What to work on
I would like each line of the data that holds the word "warn" copied out.

Data extracts
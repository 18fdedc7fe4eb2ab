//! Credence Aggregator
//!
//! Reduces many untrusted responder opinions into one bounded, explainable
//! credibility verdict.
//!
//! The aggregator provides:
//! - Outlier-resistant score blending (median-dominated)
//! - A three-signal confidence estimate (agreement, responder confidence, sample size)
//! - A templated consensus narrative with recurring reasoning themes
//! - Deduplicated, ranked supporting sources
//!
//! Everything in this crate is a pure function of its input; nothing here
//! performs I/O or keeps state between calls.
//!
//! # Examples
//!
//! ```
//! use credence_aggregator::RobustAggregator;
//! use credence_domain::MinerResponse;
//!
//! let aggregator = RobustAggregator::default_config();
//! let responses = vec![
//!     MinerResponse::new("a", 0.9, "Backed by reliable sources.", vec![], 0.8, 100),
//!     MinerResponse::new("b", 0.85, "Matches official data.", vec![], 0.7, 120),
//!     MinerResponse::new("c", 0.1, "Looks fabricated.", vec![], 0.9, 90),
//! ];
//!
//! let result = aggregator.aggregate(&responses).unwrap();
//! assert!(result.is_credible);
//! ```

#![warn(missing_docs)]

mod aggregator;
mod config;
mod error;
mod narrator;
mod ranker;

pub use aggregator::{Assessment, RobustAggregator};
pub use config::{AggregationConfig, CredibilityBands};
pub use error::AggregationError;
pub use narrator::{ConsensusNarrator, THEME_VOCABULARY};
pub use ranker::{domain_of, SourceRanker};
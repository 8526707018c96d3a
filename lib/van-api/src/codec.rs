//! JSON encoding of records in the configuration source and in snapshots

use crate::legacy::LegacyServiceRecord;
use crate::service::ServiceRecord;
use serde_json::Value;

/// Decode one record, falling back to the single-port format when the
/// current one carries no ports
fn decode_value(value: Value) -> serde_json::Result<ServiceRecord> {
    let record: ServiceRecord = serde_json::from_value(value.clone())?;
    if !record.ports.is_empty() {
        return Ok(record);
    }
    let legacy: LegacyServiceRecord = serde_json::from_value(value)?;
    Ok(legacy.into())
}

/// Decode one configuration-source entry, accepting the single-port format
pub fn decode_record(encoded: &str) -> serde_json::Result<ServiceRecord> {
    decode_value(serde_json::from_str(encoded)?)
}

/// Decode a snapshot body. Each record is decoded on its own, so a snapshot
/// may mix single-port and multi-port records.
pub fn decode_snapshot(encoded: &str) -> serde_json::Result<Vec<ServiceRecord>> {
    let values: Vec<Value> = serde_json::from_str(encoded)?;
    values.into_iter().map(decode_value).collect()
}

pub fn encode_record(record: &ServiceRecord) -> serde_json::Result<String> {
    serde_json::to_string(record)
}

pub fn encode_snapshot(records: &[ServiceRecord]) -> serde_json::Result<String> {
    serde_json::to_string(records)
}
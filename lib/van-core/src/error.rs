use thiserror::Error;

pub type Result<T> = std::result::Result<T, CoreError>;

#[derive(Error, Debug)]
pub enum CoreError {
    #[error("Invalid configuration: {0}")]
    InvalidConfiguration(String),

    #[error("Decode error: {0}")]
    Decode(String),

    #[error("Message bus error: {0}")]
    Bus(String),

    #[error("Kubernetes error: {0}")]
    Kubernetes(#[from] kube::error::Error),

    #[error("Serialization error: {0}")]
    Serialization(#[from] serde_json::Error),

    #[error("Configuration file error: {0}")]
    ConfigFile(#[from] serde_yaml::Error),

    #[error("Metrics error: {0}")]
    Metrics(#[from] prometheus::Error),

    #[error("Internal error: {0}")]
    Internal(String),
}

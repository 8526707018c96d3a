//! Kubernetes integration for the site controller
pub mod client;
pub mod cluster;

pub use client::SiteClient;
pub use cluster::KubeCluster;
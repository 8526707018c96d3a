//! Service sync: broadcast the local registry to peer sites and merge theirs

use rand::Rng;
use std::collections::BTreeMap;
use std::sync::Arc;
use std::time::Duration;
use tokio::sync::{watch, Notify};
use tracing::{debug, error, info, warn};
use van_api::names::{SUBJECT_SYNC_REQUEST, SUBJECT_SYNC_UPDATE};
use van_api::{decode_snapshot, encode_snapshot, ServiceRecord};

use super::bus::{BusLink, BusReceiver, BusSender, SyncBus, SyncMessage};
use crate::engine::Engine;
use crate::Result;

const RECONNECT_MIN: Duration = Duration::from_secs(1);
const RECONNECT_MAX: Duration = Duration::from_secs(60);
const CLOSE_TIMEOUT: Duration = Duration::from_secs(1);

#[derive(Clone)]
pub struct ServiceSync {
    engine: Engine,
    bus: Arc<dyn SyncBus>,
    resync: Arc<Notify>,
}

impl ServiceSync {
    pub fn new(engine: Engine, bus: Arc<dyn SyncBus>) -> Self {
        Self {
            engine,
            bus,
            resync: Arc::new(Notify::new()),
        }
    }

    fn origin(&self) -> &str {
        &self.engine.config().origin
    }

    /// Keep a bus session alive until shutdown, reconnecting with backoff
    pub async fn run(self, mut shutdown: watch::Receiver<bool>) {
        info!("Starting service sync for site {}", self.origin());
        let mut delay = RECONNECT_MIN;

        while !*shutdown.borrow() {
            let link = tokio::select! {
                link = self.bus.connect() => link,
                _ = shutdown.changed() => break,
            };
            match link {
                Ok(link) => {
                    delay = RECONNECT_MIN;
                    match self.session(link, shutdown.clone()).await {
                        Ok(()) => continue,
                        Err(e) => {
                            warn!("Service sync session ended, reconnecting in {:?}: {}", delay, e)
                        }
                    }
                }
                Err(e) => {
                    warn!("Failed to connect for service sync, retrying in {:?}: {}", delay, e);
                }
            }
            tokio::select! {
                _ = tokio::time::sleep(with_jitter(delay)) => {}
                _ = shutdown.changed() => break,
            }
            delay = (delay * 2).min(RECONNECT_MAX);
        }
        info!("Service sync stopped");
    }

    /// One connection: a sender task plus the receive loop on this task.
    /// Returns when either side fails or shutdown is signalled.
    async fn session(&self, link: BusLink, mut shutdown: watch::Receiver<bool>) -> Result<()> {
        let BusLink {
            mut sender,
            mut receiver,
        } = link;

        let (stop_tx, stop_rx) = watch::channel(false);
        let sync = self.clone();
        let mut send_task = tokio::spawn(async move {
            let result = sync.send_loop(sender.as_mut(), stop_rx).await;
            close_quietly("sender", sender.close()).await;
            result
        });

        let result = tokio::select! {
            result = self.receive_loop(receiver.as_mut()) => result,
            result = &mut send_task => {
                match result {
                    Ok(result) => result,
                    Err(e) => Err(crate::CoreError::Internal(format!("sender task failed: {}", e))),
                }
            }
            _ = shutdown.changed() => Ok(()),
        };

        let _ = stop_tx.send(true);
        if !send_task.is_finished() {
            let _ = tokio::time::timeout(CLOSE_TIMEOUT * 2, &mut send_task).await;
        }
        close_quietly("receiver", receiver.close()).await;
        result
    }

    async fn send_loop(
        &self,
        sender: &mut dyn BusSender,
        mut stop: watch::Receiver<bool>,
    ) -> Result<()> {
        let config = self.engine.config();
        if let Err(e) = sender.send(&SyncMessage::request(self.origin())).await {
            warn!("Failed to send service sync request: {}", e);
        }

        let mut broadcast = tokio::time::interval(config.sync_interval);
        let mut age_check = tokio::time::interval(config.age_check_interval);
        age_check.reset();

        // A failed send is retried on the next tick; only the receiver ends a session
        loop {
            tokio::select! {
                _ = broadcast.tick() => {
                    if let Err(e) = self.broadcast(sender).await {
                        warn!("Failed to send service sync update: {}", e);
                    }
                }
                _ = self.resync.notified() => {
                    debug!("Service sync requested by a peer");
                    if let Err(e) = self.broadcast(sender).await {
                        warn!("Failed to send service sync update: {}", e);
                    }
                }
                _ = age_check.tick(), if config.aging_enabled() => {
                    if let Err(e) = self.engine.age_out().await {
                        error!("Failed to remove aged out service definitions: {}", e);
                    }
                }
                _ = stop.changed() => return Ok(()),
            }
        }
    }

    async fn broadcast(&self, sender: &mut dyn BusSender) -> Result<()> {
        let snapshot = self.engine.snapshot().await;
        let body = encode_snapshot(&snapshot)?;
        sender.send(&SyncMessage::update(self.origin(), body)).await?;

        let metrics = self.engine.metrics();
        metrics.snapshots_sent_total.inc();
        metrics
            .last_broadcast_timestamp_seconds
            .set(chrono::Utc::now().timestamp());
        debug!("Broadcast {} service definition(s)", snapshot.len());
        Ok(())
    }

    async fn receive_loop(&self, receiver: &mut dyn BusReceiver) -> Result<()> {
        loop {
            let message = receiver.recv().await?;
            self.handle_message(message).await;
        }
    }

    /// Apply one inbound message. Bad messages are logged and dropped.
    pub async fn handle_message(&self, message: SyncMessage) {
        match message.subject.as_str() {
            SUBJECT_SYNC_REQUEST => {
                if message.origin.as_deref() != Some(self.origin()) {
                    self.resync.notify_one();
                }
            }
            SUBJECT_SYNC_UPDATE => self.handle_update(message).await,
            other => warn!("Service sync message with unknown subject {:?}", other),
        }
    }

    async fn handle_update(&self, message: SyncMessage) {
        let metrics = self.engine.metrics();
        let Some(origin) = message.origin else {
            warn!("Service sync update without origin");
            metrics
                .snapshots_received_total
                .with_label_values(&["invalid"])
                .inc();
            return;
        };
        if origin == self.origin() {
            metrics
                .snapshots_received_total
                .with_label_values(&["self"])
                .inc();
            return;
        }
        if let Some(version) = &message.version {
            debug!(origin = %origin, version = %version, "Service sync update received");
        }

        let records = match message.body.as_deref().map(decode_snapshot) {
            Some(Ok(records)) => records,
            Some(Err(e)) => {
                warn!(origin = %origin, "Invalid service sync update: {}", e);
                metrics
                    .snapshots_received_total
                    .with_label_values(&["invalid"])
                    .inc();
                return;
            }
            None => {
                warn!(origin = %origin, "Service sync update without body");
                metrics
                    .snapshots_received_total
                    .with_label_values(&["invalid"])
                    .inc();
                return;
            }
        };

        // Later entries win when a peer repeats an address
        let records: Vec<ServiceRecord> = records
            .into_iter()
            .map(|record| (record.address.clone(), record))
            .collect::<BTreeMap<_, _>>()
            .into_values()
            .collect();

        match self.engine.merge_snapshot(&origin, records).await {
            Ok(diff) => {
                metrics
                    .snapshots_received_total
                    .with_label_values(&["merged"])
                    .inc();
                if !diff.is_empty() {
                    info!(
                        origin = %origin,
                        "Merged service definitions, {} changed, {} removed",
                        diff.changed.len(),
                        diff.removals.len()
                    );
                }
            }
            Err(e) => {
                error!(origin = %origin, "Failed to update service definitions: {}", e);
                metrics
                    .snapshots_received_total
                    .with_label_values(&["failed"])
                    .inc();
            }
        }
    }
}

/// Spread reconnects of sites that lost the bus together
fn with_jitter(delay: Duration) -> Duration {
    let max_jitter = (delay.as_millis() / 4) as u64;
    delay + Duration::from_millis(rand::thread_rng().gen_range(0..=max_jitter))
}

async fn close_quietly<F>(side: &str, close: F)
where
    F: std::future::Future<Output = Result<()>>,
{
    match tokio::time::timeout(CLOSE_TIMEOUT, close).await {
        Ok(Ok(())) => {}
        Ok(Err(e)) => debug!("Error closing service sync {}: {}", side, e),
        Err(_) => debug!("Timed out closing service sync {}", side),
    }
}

Written response
#![warn(missing_docs)]
use tracing::{debug, error, info, warn};
                            warn!("Service sync session ended, reconnecting in {:?}: {}", delay, e)
                    warn!("Failed to connect for service sync, retrying in {:?}: {}", delay, e);
            warn!("Failed to send service sync request: {}", e);
                        warn!("Failed to send service sync update: {}", e);
                        warn!("Failed to send service sync update: {}", e);
            other => warn!("Service sync message with unknown subject {:?}", other),
            warn!("Service sync update without origin");
                warn!(origin = %origin, "Invalid service sync update: {}", e);
                warn!(origin = %origin, "Service sync update without body");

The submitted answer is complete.